4. Saltando la dettagliata analisi dei vari indicatori (tra cui si ammette il peso della bassa inflazione e della scarsa ripresa dell'occupazione nonché degli investimenti pubblici, effettuati in misura minore rispetto a quanto dichiarato per richiedere la relativa flessibilità), e sapendo che l'aggiustamento strutturale annuale che risulta "dovuto" è di 0,75 punti di PIL, attenuato a 0,6 in ragione delle condizioni congiunturali e "eccezionali", variamente considerate, nonchè del connesso output gap,  la Commissione arriva a delle precise conclusioni (che riposano sul concetto che quando il debito è ben oltre i limiti il "rientro" si deve fare riducendo l'indebitamento annuo...nonostante gli "alti moltiplicatori" di cui, curiosamente, la Relazione dà atto, cadendo in evidente contraddizione): si attenderà il Def 2017 e la correlata manovra di correzione per 0,2 punti di PIL, da compiere mediante misure strutturali (e non una tantum), per attualizzare una procedura di infrazione per la violazione della regola del debito che, tuttavia, già oggi risulta legittimamente avviabile in base ai riscontri e alle proiezioni effettuate dalla stessa Commissione.

5. Se si ha la pazienza di leggersi l'intera Relazione, ne emerge chiaramente che la Commissione non considera, neppure per un secondo, l'ipotesi che è proprio perché, unitamente alla flessibilità, non sono stati rispettate le percentuali (di PIL) di "aggiustamento strutturale minimo lineare", volute dall'€uropa, che le condizioni macroeconomiche sfavorevoli" italiane sono ora in "graduale miglioramento"
Leggendo la Relazione, infatti, i miglioramenti non sono attribuiti a misure fiscali meno restrittive del previsto, ma al compimento delle immancabili riforme strutturali, in particolare quella del lavoro. 
Per la Commissione, il miglioramento e la crescita si otterrano se verrà riformata la pubblica amministrazione e la giustizia "civile e commerciale", fermo restando che l'aggiustamento deve essere pari o superiore a 0,6 punti di PIL, e realizzato per via di politiche fiscali di riduzione strutturale dell'indebitamento (cioè non dovuto a misure contingenti e una tantum), in specie con il taglio della spesa pubblica (di cui però, sempre la Relazione, dà atto che essa, specie in materia pensionistica, sia "subdued", cioè, a seguito della decrescita delle retribuzioni e quindi delle prestazioni, sostanzialmente sotto controllo e sostenibile).

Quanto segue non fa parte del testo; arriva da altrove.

//! Browser states and their equivalence strategies
//!
//! A [`StateVertex`] is one observed page. What it is compared by lives in its
//! [`StatePayload`]: a cleaned document (edit distance), a document with
//! fragments (hybrid), a perceptual hash, or a screenshot (SSIM). Every payload
//! implements [`Equivalence`]; the vertex adds the identity shortcut, a stable
//! comparison order and the "never fail" boundary.

pub mod dynamic;
pub mod factory;
pub mod structural;
pub mod visual;

pub use factory::{HashStateFactory, HybridStateFactory, SsimStateFactory, StateFactory, TreeEditStateFactory};
pub use structural::{HybridPayload, TreeEditPayload};
pub use visual::{BlockMeanHash, ColorMomentHash, HashPayload, ImageHasher, SimilarityScorer, SsimPayload, WindowedSsim};

use crate::dom::{CandidateSet, DocumentTree, NodeId};
use crate::error::{Result, StateError};
use crate::fragment::{Fragment, FragmentTree, export_fragments};
use image::DynamicImage;
use log::{debug, error, warn};
use std::fmt;
use std::path::{Path, PathBuf};

/// Distance reported when two states cannot be compared
pub const INCOMPARABLE_DISTANCE: f64 = -1.0;

/// Comparison capability of one payload variant
pub trait Equivalence {
    /// Variant-specific distance; larger means further apart
    fn distance(&self, other: &Self) -> Result<f64>;

    /// Whether the two payloads describe the same state
    fn equivalent(&self, other: &Self) -> Result<bool>;
}

/// Variant-specific data a state is compared by
#[derive(Debug, Clone)]
pub enum StatePayload {
    TreeEdit(TreeEditPayload),
    Hybrid(HybridPayload),
    PerceptualHash(HashPayload),
    Ssim(SsimPayload),
}

impl StatePayload {
    pub fn kind(&self) -> &'static str {
        match self {
            StatePayload::TreeEdit(_) => "tree-edit",
            StatePayload::Hybrid(_) => "hybrid",
            StatePayload::PerceptualHash(_) => "perceptual-hash",
            StatePayload::Ssim(_) => "ssim",
        }
    }

    /// The cleaned document, for variants that carry one
    pub fn document(&self) -> Option<&DocumentTree> {
        match self {
            StatePayload::TreeEdit(payload) => Some(payload.tree()),
            StatePayload::Hybrid(payload) => Some(payload.tree()),
            _ => None,
        }
    }

    fn structure(&self) -> Option<&TreeEditPayload> {
        match self {
            StatePayload::TreeEdit(payload) => Some(payload),
            StatePayload::Hybrid(payload) => Some(payload.structure()),
            _ => None,
        }
    }

    fn incomparable(&self, other: &Self) -> StateError {
        StateError::Incomparable {
            left: self.kind().to_string(),
            right: other.kind().to_string(),
            reason: "payload variants differ".to_string(),
        }
    }
}

impl Equivalence for StatePayload {
    fn distance(&self, other: &Self) -> Result<f64> {
        match (self, other) {
            (StatePayload::TreeEdit(a), StatePayload::TreeEdit(b)) => a.distance(b),
            (StatePayload::Hybrid(a), StatePayload::Hybrid(b)) => a.distance(b),
            (StatePayload::PerceptualHash(a), StatePayload::PerceptualHash(b)) => a.distance(b),
            (StatePayload::Ssim(a), StatePayload::Ssim(b)) => a.distance(b),
            _ => Err(self.incomparable(other)),
        }
    }

    fn equivalent(&self, other: &Self) -> Result<bool> {
        match (self, other) {
            (StatePayload::TreeEdit(a), StatePayload::TreeEdit(b)) => a.equivalent(b),
            (StatePayload::Hybrid(a), StatePayload::Hybrid(b)) => a.equivalent(b),
            (StatePayload::PerceptualHash(a), StatePayload::PerceptualHash(b)) => a.equivalent(b),
            (StatePayload::Ssim(a), StatePayload::Ssim(b)) => a.equivalent(b),
            _ => Err(self.incomparable(other)),
        }
    }
}

/// One discovered browser state
#[derive(Debug, Clone)]
pub struct StateVertex {
    id: usize,
    name: String,
    url: Option<String>,
    /// Snapshot as captured
    dom: String,
    /// Snapshot after cosmetic cleaning
    stripped_dom: String,
    candidates: CandidateSet,
    payload: StatePayload,
}

impl StateVertex {
    pub fn new(id: usize, name: impl Into<String>, payload: StatePayload) -> Self {
        Self {
            id,
            name: name.into(),
            url: None,
            dom: String::new(),
            stripped_dom: String::new(),
            candidates: CandidateSet::new(),
            payload,
        }
    }

    pub fn with_url(mut self, url: impl Into<String>) -> Self {
        self.url = Some(url.into());
        self
    }

    /// Set the raw and the cleaned snapshot strings
    pub fn with_dom(mut self, dom: impl Into<String>, stripped_dom: impl Into<String>) -> Self {
        self.dom = dom.into();
        self.stripped_dom = stripped_dom.into();
        self
    }

    pub fn with_candidates(mut self, candidates: CandidateSet) -> Self {
        self.set_candidates(candidates);
        self
    }

    pub fn id(&self) -> usize {
        self.id
    }

    pub fn name(&self) -> &str {
        &self.name
    }

    pub fn url(&self) -> Option<&str> {
        self.url.as_deref()
    }

    pub fn dom(&self) -> &str {
        &self.dom
    }

    pub fn stripped_dom(&self) -> &str {
        &self.stripped_dom
    }

    pub fn candidates(&self) -> &CandidateSet {
        &self.candidates
    }

    pub fn payload(&self) -> &StatePayload {
        &self.payload
    }

    pub fn document(&self) -> Option<&DocumentTree> {
        self.payload.document()
    }

    /// Replace the candidate elements and attribute them to fragments
    pub fn set_candidates(&mut self, candidates: CandidateSet) {
        if let StatePayload::Hybrid(payload) = &mut self.payload {
            payload.attach_candidates(&candidates);
        }
        self.candidates = candidates;
    }

    /// Both states in id order, so either call direction computes the same thing
    fn ordered<'a>(&'a self, other: &'a Self) -> (&'a Self, &'a Self) {
        if self.id <= other.id { (self, other) } else { (other, self) }
    }

    /// Whether the two states are the same. Never fails: a comparison error is
    /// logged and answered `false`.
    pub fn equals(&self, other: &Self) -> bool {
        if self.id == other.id {
            return true;
        }
        let (first, second) = self.ordered(other);
        match first.payload.equivalent(&second.payload) {
            Ok(equal) => {
                debug!("{} and {} equal: {}", first, second, equal);
                equal
            }
            Err(e) => {
                log_failure("Comparing", first, second, &e);
                false
            }
        }
    }

    /// Variant-specific distance, or [`INCOMPARABLE_DISTANCE`] when the states
    /// cannot be compared
    pub fn distance(&self, other: &Self) -> f64 {
        let (first, second) = self.ordered(other);
        first.payload.distance(&second.payload).unwrap_or_else(|e| {
            log_failure("Distance between", first, second, &e);
            INCOMPARABLE_DISTANCE
        })
    }

    /// Hash range check without the perfect-match shortcut. False for
    /// non-hash states.
    pub fn in_threshold(&self, other: &Self) -> bool {
        let (first, second) = self.ordered(other);
        let result = match (&first.payload, &second.payload) {
            (StatePayload::PerceptualHash(a), StatePayload::PerceptualHash(b)) => a.in_threshold(b),
            (a, b) => Err(a.incomparable(b)),
        };
        result.unwrap_or_else(|e| {
            log_failure("Threshold check between", first, second, &e);
            false
        })
    }

    /// Edit distance minus the changed nodes that are not displayed, or
    /// [`INCOMPARABLE_DISTANCE`] for states without documents
    pub fn hidden_adjusted_distance(&self, other: &Self) -> f64 {
        let (first, second) = self.ordered(other);
        let result = match (first.payload.structure(), second.payload.structure()) {
            (Some(a), Some(b)) => a.hidden_adjusted_distance(b),
            _ => Err(first.payload.incomparable(&second.payload)),
        };
        result.unwrap_or_else(|e| {
            log_failure("Adjusted distance between", first, second, &e);
            INCOMPARABLE_DISTANCE
        })
    }

    fn hybrid(&self) -> Option<&HybridPayload> {
        match &self.payload {
            StatePayload::Hybrid(payload) => Some(payload),
            _ => None,
        }
    }

    /// The fragment tree, for hybrid states that could be fragmented
    pub fn fragments(&self) -> Option<&FragmentTree> {
        self.hybrid().and_then(HybridPayload::fragments)
    }

    pub fn screenshot(&self) -> Option<&DynamicImage> {
        self.hybrid().and_then(HybridPayload::screenshot)
    }

    pub fn root_fragment(&self) -> Option<&Fragment> {
        self.fragments().and_then(FragmentTree::root_fragment)
    }

    /// Deepest useful fragment containing `node` in the visual hierarchy
    pub fn closest_fragment(&self, node: NodeId) -> Option<&Fragment> {
        let payload = self.hybrid()?;
        let fragments = payload.fragments()?;
        fragments
            .closest_fragment(payload.tree(), node)
            .and_then(|id| fragments.get(id))
    }

    /// Closest visual fragment of the candidate at `index`
    pub fn closest_fragment_for(&self, index: usize) -> Option<&Fragment> {
        let payload = self.hybrid()?;
        let fragments = payload.fragments()?;
        let candidate = self.candidates.get(index)?;
        fragments
            .closest_fragment_for(payload.tree(), candidate)
            .and_then(|id| fragments.get(id))
    }

    /// Nearest useful fragment anchored at `node` or a DOM ancestor of it
    pub fn closest_dom_fragment(&self, node: NodeId) -> Option<&Fragment> {
        let payload = self.hybrid()?;
        let fragments = payload.fragments()?;
        fragments
            .closest_dom_fragment(payload.tree(), node)
            .and_then(|id| fragments.get(id))
    }

    /// Closest DOM fragment of the candidate at `index`
    pub fn closest_dom_fragment_for(&self, index: usize) -> Option<&Fragment> {
        let payload = self.hybrid()?;
        let fragments = payload.fragments()?;
        let candidate = self.candidates.get(index)?;
        fragments
            .closest_dom_fragment_for(payload.tree(), candidate)
            .and_then(|id| fragments.get(id))
    }

    /// Crop every useful fragment out of `viewport` into `<dir>/<state name>/`.
    /// States without fragments export nothing.
    pub fn export_fragments(&self, dir: &Path, viewport: &DynamicImage) -> Result<Vec<PathBuf>> {
        match self.fragments() {
            Some(fragments) => export_fragments(fragments, dir, &self.name, viewport),
            None => {
                debug!("{} has no fragments to export", self);
                Ok(Vec::new())
            }
        }
    }
}

/// Fatal errors mean a broken input rather than an incomparable pair
fn log_failure(action: &str, first: &StateVertex, second: &StateVertex, e: &StateError) {
    if e.is_fatal() {
        error!("{} {} and {} failed: {}", action, first, second, e);
    } else {
        warn!("{} {} and {} failed: {}", action, first, second, e);
    }
}

impl fmt::Display for StateVertex {
    fn fmt(&self, f: &mut fmt::Formatter<'_>) -> fmt::Result {
        write!(f, "{} ({})", self.name, self.id)
    }
}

6. Dalla Relazione, poi, risulta evidente che le spese per fronteggiare gli eventi sismici, sono alla base della correzione dello 0,2 da apportare entro aprile e che, dunque, ogni intervento in tal senso, deve essere finanziato in pareggio di bilancio. E quindi: se si spende per i terremotati, si deve tagliare la spesa per altre esigenze pubbliche, quali che esse siano, pubblica istruzione o sanità, ordine pubblico o previdenza (anche se si ammette che, essendo quest'ultima, "sostenibile e sotto controllo", una sua ulteriore riduzione avrebbe solo fini di finanziamento in pareggio di bilancio). Il passaggio risulta molto chiaro nella Relazione, a pag.27.

6.1. Dunque, i problemi che si pongono a livello politico in Italia, e precisati più sopra, sono irrisolvibili nel quadro delle regole €uropee, di cui ci si imputa già la pregressa violazione. 
Certo, poi, se fossero recuperate le mancate "correzioni" e "aggiustamenti" per gli anni 2015, 2016 e, come ormai preannuncia la stessa Relazione, anche per il 2017, per un aggiustamento totale di 3,4 punti di PIL, (a quanto pare di capire), tra maggior imposizione - la Commissione non vede di buon occhio nè il rinvio dell'aumento dell'IVA, né la rinunzia all'immediato inasprimento dell'imposizione patrimoniale via rivalutazione delle rendite catastali-  e più "incisivi" tagli della spesa (alla Commissione ci dovrebbero spiegare come si fa a rendere più efficiente la giustizia civile e la p.a. tagliando ancora più intensamente la relativa spesa!), l'Italia rientrerebbe in recessione
E questo anche per l'attesa diminuzione del saldo positivo delle partite correnti nei prossimi due anni, secondo le stime quantificate dalla stessa Commissione (che pare tener conto della fine dell'effetto svalutativo dell'euro legato al QE e della ripresa dei prezzi petroliferi). Vedere infatti i dati relativi al saldo delle partite correnti previsti dalla stessa Commissione per il 2017 e il 2018 (pag.83, tabella II.12.1: dal saldo di 2,7 punti di PIL del 2016, si avrebbe una discesa per gli anni 2017 e 2018, rispettivamente, ad un saldo, di 2,1 e 1,8).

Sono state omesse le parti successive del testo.